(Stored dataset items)
%%

use autodeploy::inspect::{InspectError, RepositoryInspector, ScanConfig};
use autodeploy::AppType;
use std::fs;
use std::path::PathBuf;
use tempfile::TempDir;

fn fixture(name: &str) -> PathBuf {
    PathBuf::from(env!("CARGO_MANIFEST_DIR"))
        .join("tests")
        .join("fixtures")
        .join(name)
}

#[test]
fn test_flask_fixture() {
    let evidence = RepositoryInspector::new()
        .inspect(&fixture("flask-app"))
        .unwrap();

    assert_eq!(evidence.framework, Some(AppType::Flask));
    assert_eq!(evidence.port, Some(8000));
    assert_eq!(evidence.port_source.as_deref(), Some("app.py"));
    assert!(evidence.has_python_manifest);
    assert!(!evidence.has_node_manifest);

    let deps: Vec<String> = evidence.dependencies.iter().map(|d| d.to_lowercase()).collect();
    assert_eq!(deps, vec!["flask", "gunicorn", "python-dotenv"]);
}

#[test]
fn test_express_fixture() {
    let evidence = RepositoryInspector::new()
        .inspect(&fixture("express-api"))
        .unwrap();

    assert_eq!(evidence.framework, Some(AppType::Express));
    assert_eq!(evidence.port, Some(8080));
    assert!(evidence.has_node_manifest);
    assert!(evidence.dependencies.contains(&"express".to_string()));
    assert!(evidence.dependencies.contains(&"cors".to_string()));
    // devDependencies are not runtime dependencies
    assert!(!evidence.dependencies.contains(&"jest".to_string()));
}

#[test]
fn test_polyglot_prefers_python() {
    let evidence = RepositoryInspector::new()
        .inspect(&fixture("polyglot"))
        .unwrap();

    assert!(evidence.has_python_manifest);
    assert!(evidence.has_node_manifest);
    assert_eq!(evidence.framework, Some(AppType::Django));
    assert!(evidence
        .dependencies
        .iter()
        .any(|d| d.eq_ignore_ascii_case("django")));
    assert!(!evidence.dependencies.contains(&"react".to_string()));
    assert_eq!(evidence.port, None);
}

#[test]
fn test_no_manifest_is_empty_evidence() {
    let evidence = RepositoryInspector::new()
        .inspect(&fixture("no-manifest"))
        .unwrap();

    assert!(evidence.is_empty());
    assert!(!evidence.has_python_manifest);
    assert!(!evidence.has_node_manifest);
    assert_eq!(evidence.files_scanned, 2);
}

#[test]
fn test_malformed_manifest_is_not_fatal() {
    let evidence = RepositoryInspector::new()
        .inspect(&fixture("malformed-package-json"))
        .unwrap();

    assert_eq!(evidence.framework, None);
    assert!(evidence.dependencies.is_empty());
    assert_eq!(evidence.notes.len(), 1);
    assert!(evidence.notes[0].contains("package.json"));
    // the entry point is still read
    assert_eq!(evidence.port, Some(3001));
}

#[test]
fn test_missing_root_is_an_access_error() {
    let err = RepositoryInspector::new()
        .inspect(&fixture("does-not-exist"))
        .unwrap_err();
    assert!(matches!(err, InspectError::PathNotFound(_)));
}

#[test]
fn test_depth_bound_hides_deep_manifests() {
    let dir = TempDir::new().unwrap();
    let deep = dir.path().join("a/b/c");
    fs::create_dir_all(&deep).unwrap();
    fs::write(deep.join("requirements.txt"), "flask\n").unwrap();

    let shallow = RepositoryInspector::with_config(ScanConfig {
        max_depth: 2,
        max_files: 100,
    });
    assert!(shallow.inspect(dir.path()).unwrap().is_empty());

    let deep_enough = RepositoryInspector::with_config(ScanConfig {
        max_depth: 4,
        max_files: 100,
    });
    assert_eq!(
        deep_enough.inspect(dir.path()).unwrap().framework,
        Some(AppType::Flask)
    );
}

#[test]
fn test_dependency_directories_are_skipped() {
    let dir = TempDir::new().unwrap();
    let vendored = dir.path().join("node_modules/express");
    fs::create_dir_all(&vendored).unwrap();
    fs::write(
        vendored.join("package.json"),
        r#"{"name":"express","dependencies":{"react":"18"}}"#,
    )
    .unwrap();

    let evidence = RepositoryInspector::new().inspect(dir.path()).unwrap();
    assert!(evidence.is_empty());
    assert!(!evidence.has_node_manifest);
}
//! Artifact generation
//!
//! Renders a merged [`AppConfig`] into the five bundle artifacts. Template
//! selection is a table lookup in [`TemplateRegistry`]; the templates are
//! pure interpolation over a precomputed [`RenderContext`], so the whole
//! `(app type, cloud, mode)` space can be tested by enumeration.
//!
//! # Example
//!
//! ```
//! use autodeploy::app_config::AppConfig;
//! use autodeploy::generate::{ArtifactGenerator, GeneratorSettings};
//! use autodeploy::stack::AppType;
//!
//! let generator = ArtifactGenerator::new(GeneratorSettings::default()).unwrap();
//! let bundle = generator.generate(&AppConfig::for_app_type(AppType::Flask)).unwrap();
//! assert_eq!(bundle.len(), 5);
//! assert!(bundle.content("Dockerfile").unwrap().contains("EXPOSE 5000"));
//! ```

pub mod bundle;
pub mod registry;
pub mod render;

pub use bundle::{Artifact, ArtifactBundle, ArtifactKind};
pub use registry::{Fidelity, TemplateKey, TemplateRecord, TemplateRegistry};
pub use render::RenderContext;

use crate::app_config::{AppConfig, ConfigInvariantError};
use crate::stack::CloudProvider;
use thiserror::Error;
use tracing::{debug, info, warn};

#[derive(Debug, Error)]
pub enum GenerateError {
    #[error("No {kind} template for {key}")]
    TemplateSelection { kind: ArtifactKind, key: String },

    #[error("Configuration is invalid: {0}")]
    InvalidConfig(#[from] ConfigInvariantError),

    #[error("Template '{template}' uses disallowed syntax '{token}'; only {{{{ variable }}}} interpolation is allowed")]
    TemplateSyntax { template: String, token: String },

    #[error("Failed to render template '{template}': {reason}")]
    Render { template: String, reason: String },
}

/// Values interpolated into templates that do not come from the `AppConfig`.
#[derive(Debug, Clone, PartialEq, Eq)]
pub struct GeneratorSettings {
    pub aws_region: String,
    pub gcp_region: String,
    pub azure_location: String,
    /// Container CPU units.
    pub cpu: u32,
    /// Container memory in MiB.
    pub memory: u32,
}

impl Default for GeneratorSettings {
    fn default() -> Self {
        Self {
            aws_region: "us-west-2".to_string(),
            gcp_region: "us-central1".to_string(),
            azure_location: "eastus".to_string(),
            cpu: 256,
            memory: 512,
        }
    }
}

impl GeneratorSettings {
    pub fn region(&self, cloud: CloudProvider) -> &str {
        match cloud {
            CloudProvider::Aws => &self.aws_region,
            CloudProvider::Gcp => &self.gcp_region,
            CloudProvider::Azure => &self.azure_location,
        }
    }
}

#[derive(Debug)]
pub struct ArtifactGenerator {
    registry: TemplateRegistry,
    settings: GeneratorSettings,
}

impl ArtifactGenerator {
    pub fn new(settings: GeneratorSettings) -> Result<Self, GenerateError> {
        Ok(Self::with_registry(TemplateRegistry::standard()?, settings))
    }

    pub fn with_registry(registry: TemplateRegistry, settings: GeneratorSettings) -> Self {
        Self { registry, settings }
    }

    pub fn settings(&self) -> &GeneratorSettings {
        &self.settings
    }

    pub fn registry(&self) -> &TemplateRegistry {
        &self.registry
    }

    /// Renders all five artifacts. Fails only for a config that violates its
    /// invariants or a key the registry does not model.
    pub fn generate(&self, config: &AppConfig) -> Result<ArtifactBundle, GenerateError> {
        config.validate()?;

        let container = self.registry.lookup(&TemplateKey::Container(config.app_type))?;
        let infra = self.registry.lookup(&TemplateKey::Infrastructure(
            config.cloud_provider,
            config.deployment_mode,
        ))?;
        let rollout = self.registry.lookup(&TemplateKey::Rollout(
            config.cloud_provider,
            config.deployment_mode,
        ))?;
        let deploy = self
            .registry
            .lookup(&TemplateKey::DeployScript(config.cloud_provider))?;
        let compose = self.registry.lookup(&TemplateKey::Compose)?;
        let instructions = self.registry.lookup(&TemplateKey::Instructions)?;

        let limitations: Vec<String> = [container, infra, rollout, deploy, compose]
            .iter()
            .filter_map(|record| record.fidelity.note())
            .map(String::from)
            .collect();
        for note in &limitations {
            warn!(config = %config, limitation = %note, "Using best-effort template");
        }

        let mut context = RenderContext::new(config, &self.settings);
        context.rollout_command = self.registry.render(rollout, &context)?;
        context.limitations = render::bullet_list(&limitations);

        let selected = [
            (ArtifactKind::Container, container),
            (ArtifactKind::Infrastructure, infra),
            (ArtifactKind::DeployScript, deploy),
            (ArtifactKind::Compose, compose),
            (ArtifactKind::Instructions, instructions),
        ];

        let mut artifacts = Vec::with_capacity(selected.len());
        for (kind, record) in selected {
            let content = self.registry.render(record, &context)?;
            debug!(
                artifact = kind.filename(),
                template = record.name,
                bytes = content.len(),
                "Rendered artifact"
            );
            artifacts.push(Artifact {
                kind,
                filename: kind.filename(),
                template: record.name,
                content,
            });
        }

        info!(
            name = %config.name,
            app_type = %config.app_type,
            cloud = %config.cloud_provider,
            mode = %config.deployment_mode,
            artifacts = artifacts.len(),
            "Generated deployment bundle"
        );

        Ok(ArtifactBundle::new(config.clone(), artifacts, limitations))
    }
}

#[cfg(test)]
mod tests {
    use super::*;
    use crate::stack::{AppType, DeploymentMode};
    use yare::parameterized;

    fn generator() -> ArtifactGenerator {
        ArtifactGenerator::new(GeneratorSettings::default()).unwrap()
    }

    fn config(app_type: AppType, cloud: CloudProvider, mode: DeploymentMode) -> AppConfig {
        AppConfig {
            cloud_provider: cloud,
            deployment_mode: mode,
            ..AppConfig::for_app_type(app_type)
        }
    }

    #[parameterized(
        flask = { AppType::Flask },
        django = { AppType::Django },
        nodejs = { AppType::NodeJs },
        express = { AppType::Express },
        react = { AppType::React },
        generic = { AppType::Generic },
    )]
    fn test_every_combination_renders_five_artifacts(app_type: AppType) {
        let generator = generator();
        for cloud in CloudProvider::all_variants() {
            for mode in DeploymentMode::all_variants() {
                let cfg = config(app_type, *cloud, *mode);
                let bundle = generator.generate(&cfg).unwrap();

                assert_eq!(bundle.len(), 5, "{cfg}");
                assert_eq!(
                    bundle.filenames(),
                    vec!["Dockerfile", "main.tf", "deploy.sh", "docker-compose.yml", "README.md"]
                );
                for artifact in bundle.iter() {
                    assert!(!artifact.content.trim().is_empty(), "{cfg}: {}", artifact.filename);
                    assert!(!artifact.content.contains("{{"), "{cfg}: {}", artifact.filename);
                }

                let port = cfg.port.to_string();
                assert!(bundle.content("Dockerfile").unwrap().contains(&format!("EXPOSE {port}")));
                assert!(bundle
                    .content("docker-compose.yml")
                    .unwrap()
                    .contains(&format!("\"{port}:{port}\"")));
                assert!(bundle.content("main.tf").unwrap().contains(&cfg.name));
                assert!(bundle.content("deploy.sh").unwrap().starts_with("#!/usr/bin/env bash"));
            }
        }
    }

    #[test]
    fn test_flask_dockerfile() {
        let bundle = generator()
            .generate(&AppConfig::for_app_type(AppType::Flask))
            .unwrap();
        let dockerfile = bundle.content("Dockerfile").unwrap();
        assert!(dockerfile.contains("pip install --no-cache-dir -r requirements.txt"));
        assert!(dockerfile.contains("EXPOSE 5000"));
        assert!(dockerfile.contains(r#"CMD ["python", "app.py"]"#));
    }

    #[test]
    fn test_django_dockerfile_binds_port() {
        let mut cfg = AppConfig::for_app_type(AppType::Django);
        cfg.port = 8000;
        let bundle = generator().generate(&cfg).unwrap();
        let dockerfile = bundle.content("Dockerfile").unwrap();
        assert!(dockerfile.contains("collectstatic --noinput"));
        assert!(dockerfile.contains("0.0.0.0:8000"));
    }

    #[test]
    fn test_node_family_shares_container_template() {
        let generator = generator();
        let express = generator
            .generate(&AppConfig::for_app_type(AppType::Express))
            .unwrap();
        assert_eq!(express.get(ArtifactKind::Container).unwrap().template, "docker_node");
        assert!(express.content("Dockerfile").unwrap().contains(r#"CMD ["npm", "start"]"#));

        let react = generator
            .generate(&AppConfig::for_app_type(AppType::React))
            .unwrap();
        assert!(react.content("Dockerfile").unwrap().contains("npm run build"));
    }

    #[parameterized(
        container = { DeploymentMode::Container, "aws_ecs_task_definition" },
        serverless = { DeploymentMode::Serverless, "aws_lambda_function" },
        vm = { DeploymentMode::Vm, "aws_instance" },
    )]
    fn test_aws_infrastructure_by_mode(mode: DeploymentMode, resource: &str) {
        let cfg = config(AppType::Flask, CloudProvider::Aws, mode);
        let bundle = generator().generate(&cfg).unwrap();
        let main_tf = bundle.content("main.tf").unwrap();
        assert!(main_tf.contains(resource));
        assert!(main_tf.contains("region = \"us-west-2\""));
        assert!(bundle.limitations.is_empty());
    }

    #[test]
    fn test_aws_container_task_sizing() {
        let bundle = generator().generate(&AppConfig::default()).unwrap();
        let main_tf = bundle.content("main.tf").unwrap();
        assert!(main_tf.contains("requires_compatibilities = [\"FARGATE\"]"));
        assert!(main_tf.contains("cpu                      = 256"));
        assert!(main_tf.contains("memory                   = 512"));
    }

    #[test]
    fn test_deploy_script_order() {
        let bundle = generator().generate(&AppConfig::default()).unwrap();
        let script = bundle.content("deploy.sh").unwrap();

        let steps = [
            "command -v",
            "docker build",
            "docker push",
            "terraform init",
            "terraform apply -auto-approve",
            "aws ecs update-service --cluster myapp-cluster",
        ];
        let positions: Vec<usize> = steps
            .iter()
            .map(|step| script.find(step).unwrap_or_else(|| panic!("missing {step}")))
            .collect();
        assert!(positions.windows(2).all(|w| w[0] < w[1]), "{positions:?}");
    }

    #[test]
    fn test_best_effort_is_reported() {
        let cfg = config(AppType::Generic, CloudProvider::Azure, DeploymentMode::Serverless);
        let bundle = generator().generate(&cfg).unwrap();
        assert_eq!(bundle.limitations.len(), 1);
        assert!(bundle.limitations[0].contains("Azure Functions"));
        let readme = bundle.content("README.md").unwrap();
        assert!(readme.contains(&format!("- {}", bundle.limitations[0])));
        assert!(bundle.content("main.tf").unwrap().contains("location            = \"eastus\""));
    }

    #[test]
    fn test_readme_restates_config() {
        let mut cfg = AppConfig::for_app_type(AppType::Express);
        cfg.name = "orders-api".to_string();
        cfg.port = 8080;
        cfg.dependencies.insert("express".to_string());

        let bundle = generator().generate(&cfg).unwrap();
        let readme = bundle.content("README.md").unwrap();
        assert!(readme.starts_with("# Orders Api Deployment"));
        assert!(readme.contains("- **Port**: 8080"));
        assert!(readme.contains("- **Application type**: Express"));
        assert!(readme.contains("- **Dependencies**: express"));
        assert!(readme.contains("- None for this configuration."));
        for filename in ArtifactKind::ALL.iter().map(|k| k.filename()) {
            assert!(readme.contains(&format!("`{filename}`")));
        }
    }

    #[test]
    fn test_custom_region() {
        let settings = GeneratorSettings {
            aws_region: "eu-central-1".to_string(),
            ..GeneratorSettings::default()
        };
        let bundle = ArtifactGenerator::new(settings)
            .unwrap()
            .generate(&AppConfig::default())
            .unwrap();
        assert!(bundle.content("main.tf").unwrap().contains("eu-central-1"));
        assert!(bundle.content("deploy.sh").unwrap().contains("REGION=\"eu-central-1\""));
    }

    #[test]
    fn test_invalid_config_fails_fast() {
        let cfg = AppConfig {
            port: 0,
            ..AppConfig::default()
        };
        let err = generator().generate(&cfg).unwrap_err();
        assert!(matches!(
            err,
            GenerateError::InvalidConfig(ConfigInvariantError::PortOutOfRange(0))
        ));
    }

    #[test]
    fn test_missing_combination_is_a_selection_error() {
        let mut registry = TemplateRegistry::standard().unwrap();
        registry.remove(&TemplateKey::Infrastructure(
            CloudProvider::Gcp,
            DeploymentMode::Serverless,
        ));
        let generator = ArtifactGenerator::with_registry(registry, GeneratorSettings::default());

        let cfg = config(AppType::Flask, CloudProvider::Gcp, DeploymentMode::Serverless);
        let err = generator.generate(&cfg).unwrap_err();
        assert!(matches!(
            err,
            GenerateError::TemplateSelection {
                kind: ArtifactKind::Infrastructure,
                ..
            }
        ));

        // the rest of the key space is unaffected
        let cfg = config(AppType::Flask, CloudProvider::Gcp, DeploymentMode::Container);
        assert!(generator.generate(&cfg).is_ok());
    }
}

%%

*What you should do*: The required output is the stretch of entries above from the line containing "assert_eq!(evidence.notes.len(), 1);" through the line containing "let err = RepositoryInspector::new()", reproduced exactly.

*Exercise solution*:
    assert_eq!(evidence.notes.len(), 1);
    assert!(evidence.notes[0].contains("package.json"));
    // the entry point is still read
    assert_eq!(evidence.port, Some(3001));
}

#[test]
fn test_missing_root_is_an_access_error() {
    let err = RepositoryInspector::new()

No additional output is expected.